--- Your goal ---
Locate each line with the string "same" in the listing below and copy it.

START Extracted information

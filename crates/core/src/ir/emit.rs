//! Java code emission via the Emit trait.
//!
//! Output follows JavaPoet conventions: sorted single-type imports, no
//! `java.lang` or same-package imports, 4-space indentation, one blank line
//! between members, and call chains that break before every step after the
//! first with an 8-space continuation indent.

use std::collections::{BTreeSet, HashMap};

use crate::typeref::{TypeRef, WildcardBound};

use super::java::{
    ClassName, JavaConstructor, JavaExpr, JavaField, JavaFile, JavaMethod, JavaParam, JavaStmt,
    Modifier, Step, TypeSpec,
};
use super::utils::escape_java_string;

const GENERIC_TYPE: &str = "javax.ws.rs.core.GenericType";

const INDENT: &str = "    ";
const CONTINUATION: &str = "        ";

/// Simple-name resolution for one compilation unit.
///
/// The first class seen for a simple name owns it; later classes with the
/// same simple name are written fully qualified.
#[derive(Debug, Default)]
pub struct NameTable {
    package: String,
    claims: HashMap<String, String>,
    imports: BTreeSet<String>,
}

impl NameTable {
    /// Collect every class `file` references. The file's own class claims
    /// its simple name first.
    pub fn for_file(file: &JavaFile) -> Self {
        let mut table = NameTable {
            package: file.package.clone(),
            ..NameTable::default()
        };
        let own = if file.package.is_empty() {
            file.type_spec.name.clone()
        } else {
            format!("{}.{}", file.package, file.type_spec.name)
        };
        table.claims.insert(file.type_spec.name.clone(), own);
        table.visit_type_spec(&file.type_spec);
        table
    }

    /// Classes visible without an import.
    fn is_implicit(&self, class: &ClassName) -> bool {
        class.package.is_empty() || class.package == "java.lang" || class.package == self.package
    }

    fn register(&mut self, binary: &str) {
        let class = ClassName::from_binary(binary);
        if self.claims.contains_key(class.top_level()) {
            return;
        }
        let canonical = class.top_level_canonical();
        if !self.is_implicit(&class) {
            self.imports.insert(canonical.clone());
        }
        self.claims.insert(class.top_level().to_string(), canonical);
    }

    /// Source spelling of the class with the given binary name.
    pub fn reference(&self, binary: &str) -> String {
        let class = ClassName::from_binary(binary);
        match self.claims.get(class.top_level()) {
            Some(owner) if *owner == class.top_level_canonical() => class.nested_path(),
            None if self.is_implicit(&class) => class.nested_path(),
            _ => class.canonical(),
        }
    }

    /// Sorted import list.
    pub fn imports(&self) -> impl Iterator<Item = &str> {
        self.imports.iter().map(String::as_str)
    }

    fn visit_type(&mut self, ty: &TypeRef) {
        match ty {
            TypeRef::Void | TypeRef::Primitive(_) | TypeRef::Wildcard(None) => {}
            TypeRef::Class(name) => self.register(name),
            TypeRef::Parameterized { raw, args } => {
                self.register(raw);
                for arg in args {
                    self.visit_type(arg);
                }
            }
            TypeRef::Array(inner) => self.visit_type(inner),
            TypeRef::Wildcard(Some(WildcardBound::Extends(bound) | WildcardBound::Super(bound))) => {
                self.visit_type(bound);
            }
        }
    }

    fn visit_exprs(&mut self, exprs: &[JavaExpr]) {
        for expr in exprs {
            self.visit_expr(expr);
        }
    }

    fn visit_expr(&mut self, expr: &JavaExpr) {
        match expr {
            JavaExpr::Ident(_) | JavaExpr::Str(_) | JavaExpr::Literal(_) => {}
            JavaExpr::ClassLiteral(ty) => self.visit_type(ty),
            JavaExpr::GenericCapture(ty) => {
                self.register(GENERIC_TYPE);
                self.visit_type(ty);
            }
            JavaExpr::New { ty, args } => {
                self.visit_type(ty);
                self.visit_exprs(args);
            }
            JavaExpr::StaticCall { owner, args, .. } => {
                self.visit_type(owner);
                self.visit_exprs(args);
            }
            JavaExpr::Call { receiver, args, .. } => {
                self.visit_expr(receiver);
                self.visit_exprs(args);
            }
            JavaExpr::Field { receiver, .. } | JavaExpr::NullSafeToString(receiver) => {
                self.visit_expr(receiver);
            }
            JavaExpr::Chain { receiver, steps } => {
                self.visit_expr(receiver);
                for step in steps {
                    self.visit_exprs(&step.args);
                }
            }
        }
    }

    fn visit_stmts(&mut self, stmts: &[JavaStmt]) {
        for stmt in stmts {
            match stmt {
                JavaStmt::Local { ty, init, .. } => {
                    self.visit_type(ty);
                    self.visit_expr(init);
                }
                JavaStmt::Assign { value: expr, .. }
                | JavaStmt::Expr(expr)
                | JavaStmt::Return(expr) => self.visit_expr(expr),
                JavaStmt::ForEach {
                    ty, iterable, body, ..
                } => {
                    self.visit_type(ty);
                    self.visit_expr(iterable);
                    self.visit_stmts(body);
                }
            }
        }
    }

    fn visit_params(&mut self, params: &[JavaParam]) {
        for param in params {
            self.visit_type(&param.ty);
        }
    }

    fn visit_type_spec(&mut self, spec: &TypeSpec) {
        for iface in &spec.superinterfaces {
            self.visit_type(iface);
        }
        for field in &spec.fields {
            self.visit_type(&field.ty);
        }
        for ctor in &spec.constructors {
            self.visit_params(&ctor.params);
            self.visit_stmts(&ctor.body);
        }
        for method in &spec.methods {
            for annotation in &method.annotations {
                self.register(annotation);
            }
            self.visit_type(&method.return_type);
            self.visit_params(&method.params);
            self.visit_stmts(&method.body);
        }
    }
}

/// Trait for emitting Java source from AST nodes.
pub trait Emit {
    /// Render the node, resolving class names through `names`.
    fn emit(&self, names: &NameTable) -> String;
}

/// Prefix every non-empty line with `prefix`.
fn indent(text: &str, prefix: &str) -> String {
    text.lines()
        .map(|line| {
            if line.is_empty() {
                String::new()
            } else {
                format!("{prefix}{line}")
            }
        })
        .collect::<Vec<_>>()
        .join("\n")
}

fn emit_list<T: Emit>(items: &[T], names: &NameTable) -> String {
    items
        .iter()
        .map(|item| item.emit(names))
        .collect::<Vec<_>>()
        .join(", ")
}

fn emit_modifiers(modifiers: &[Modifier]) -> String {
    modifiers
        .iter()
        .map(|m| format!("{} ", m.keyword()))
        .collect()
}

fn emit_block(body: &[JavaStmt], names: &NameTable) -> String {
    let mut out = String::from("{\n");
    for stmt in body {
        out.push_str(&indent(&stmt.emit(names), INDENT));
        out.push('\n');
    }
    out.push('}');
    out
}

// =============================================================================
// Types and expressions
// =============================================================================

impl Emit for TypeRef {
    fn emit(&self, names: &NameTable) -> String {
        match self {
            TypeRef::Void => "void".to_string(),
            TypeRef::Primitive(p) => p.keyword().to_string(),
            TypeRef::Class(name) => names.reference(name),
            TypeRef::Parameterized { raw, args } => {
                format!("{}<{}>", names.reference(raw), emit_list(args, names))
            }
            TypeRef::Array(inner) => format!("{}[]", inner.emit(names)),
            TypeRef::Wildcard(None) => "?".to_string(),
            TypeRef::Wildcard(Some(WildcardBound::Extends(bound))) => {
                format!("? extends {}", bound.emit(names))
            }
            TypeRef::Wildcard(Some(WildcardBound::Super(bound))) => {
                format!("? super {}", bound.emit(names))
            }
        }
    }
}

impl Emit for Step {
    fn emit(&self, names: &NameTable) -> String {
        format!(".{}({})", self.name, emit_list(&self.args, names))
    }
}

impl Emit for JavaExpr {
    fn emit(&self, names: &NameTable) -> String {
        match self {
            JavaExpr::Ident(name) | JavaExpr::Literal(name) => name.clone(),
            JavaExpr::Str(value) => format!("\"{}\"", escape_java_string(value)),
            JavaExpr::ClassLiteral(ty) => format!("{}.class", ty.emit(names)),
            JavaExpr::GenericCapture(ty) => format!(
                "new {}<{}>(){{}}",
                names.reference(GENERIC_TYPE),
                ty.emit(names)
            ),
            JavaExpr::New { ty, args } => {
                format!("new {}({})", ty.emit(names), emit_list(args, names))
            }
            JavaExpr::StaticCall { owner, name, args } => {
                format!("{}.{name}({})", owner.emit(names), emit_list(args, names))
            }
            JavaExpr::Call {
                receiver,
                name,
                args,
            } => format!("{}.{name}({})", receiver.emit(names), emit_list(args, names)),
            JavaExpr::Field { receiver, name } => format!("{}.{name}", receiver.emit(names)),
            JavaExpr::Chain { receiver, steps } => {
                let mut out = receiver.emit(names);
                for (i, step) in steps.iter().enumerate() {
                    if i > 0 {
                        out.push('\n');
                        out.push_str(CONTINUATION);
                    }
                    out.push_str(&step.emit(names));
                }
                out
            }
            JavaExpr::NullSafeToString(value) => {
                let value = value.emit(names);
                format!("{value} != null ? {value}.toString() : null")
            }
        }
    }
}

// =============================================================================
// Statements
// =============================================================================

impl Emit for JavaStmt {
    fn emit(&self, names: &NameTable) -> String {
        match self {
            JavaStmt::Local { ty, name, init } => {
                format!("{} {name} = {};", ty.emit(names), init.emit(names))
            }
            JavaStmt::Assign { target, value } => format!("{target} = {};", value.emit(names)),
            JavaStmt::Expr(expr) => format!("{};", expr.emit(names)),
            JavaStmt::Return(expr) => format!("return {};", expr.emit(names)),
            JavaStmt::ForEach {
                ty,
                var,
                iterable,
                body,
            } => format!(
                "for ({} {var} : {}) {}",
                ty.emit(names),
                iterable.emit(names),
                emit_block(body, names)
            ),
        }
    }
}

// =============================================================================
// Members
// =============================================================================

impl Emit for JavaParam {
    fn emit(&self, names: &NameTable) -> String {
        format!("{} {}", self.ty.emit(names), self.name)
    }
}

impl Emit for JavaField {
    fn emit(&self, names: &NameTable) -> String {
        format!(
            "{}{} {};",
            emit_modifiers(&self.modifiers),
            self.ty.emit(names),
            self.name
        )
    }
}

impl Emit for JavaMethod {
    fn emit(&self, names: &NameTable) -> String {
        let mut out = String::new();
        for annotation in &self.annotations {
            out.push('@');
            out.push_str(&names.reference(annotation));
            out.push('\n');
        }
        out.push_str(&format!(
            "{}{} {}({}) {}",
            emit_modifiers(&self.modifiers),
            self.return_type.emit(names),
            self.name,
            emit_list(&self.params, names),
            emit_block(&self.body, names)
        ));
        out
    }
}

fn emit_constructor(ctor: &JavaConstructor, class_name: &str, names: &NameTable) -> String {
    format!(
        "{}{class_name}({}) {}",
        emit_modifiers(&ctor.modifiers),
        emit_list(&ctor.params, names),
        emit_block(&ctor.body, names)
    )
}

impl Emit for TypeSpec {
    fn emit(&self, names: &NameTable) -> String {
        let mut out = format!("{}class {}", emit_modifiers(&self.modifiers), self.name);
        if !self.superinterfaces.is_empty() {
            out.push_str(" implements ");
            out.push_str(&emit_list(&self.superinterfaces, names));
        }
        out.push_str(" {\n");

        let members: Vec<String> = self
            .fields
            .iter()
            .map(|field| field.emit(names))
            .chain(
                self.constructors
                    .iter()
                    .map(|ctor| emit_constructor(ctor, &self.name, names)),
            )
            .chain(self.methods.iter().map(|method| method.emit(names)))
            .collect();
        for (i, member) in members.iter().enumerate() {
            if i > 0 {
                out.push('\n');
            }
            out.push_str(&indent(member, INDENT));
            out.push('\n');
        }
        out.push_str("}\n");
        out
    }
}

impl Emit for JavaFile {
    fn emit(&self, names: &NameTable) -> String {
        let mut out = String::new();
        if !self.package.is_empty() {
            out.push_str(&format!("package {};\n\n", self.package));
        }
        let mut has_imports = false;
        for import in names.imports() {
            out.push_str(&format!("import {import};\n"));
            has_imports = true;
        }
        if has_imports {
            out.push('\n');
        }
        out.push_str(&self.type_spec.emit(names));
        out
    }
}

impl JavaFile {
    /// Render the complete source file.
    pub fn to_source(&self) -> String {
        let names = NameTable::for_file(self);
        self.emit(&names)
    }
}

END Extracted information

--- Solution to the problem ---
//! `java.lang` or same-package imports, 4-space indentation, one blank line
/// same simple name are written fully qualified.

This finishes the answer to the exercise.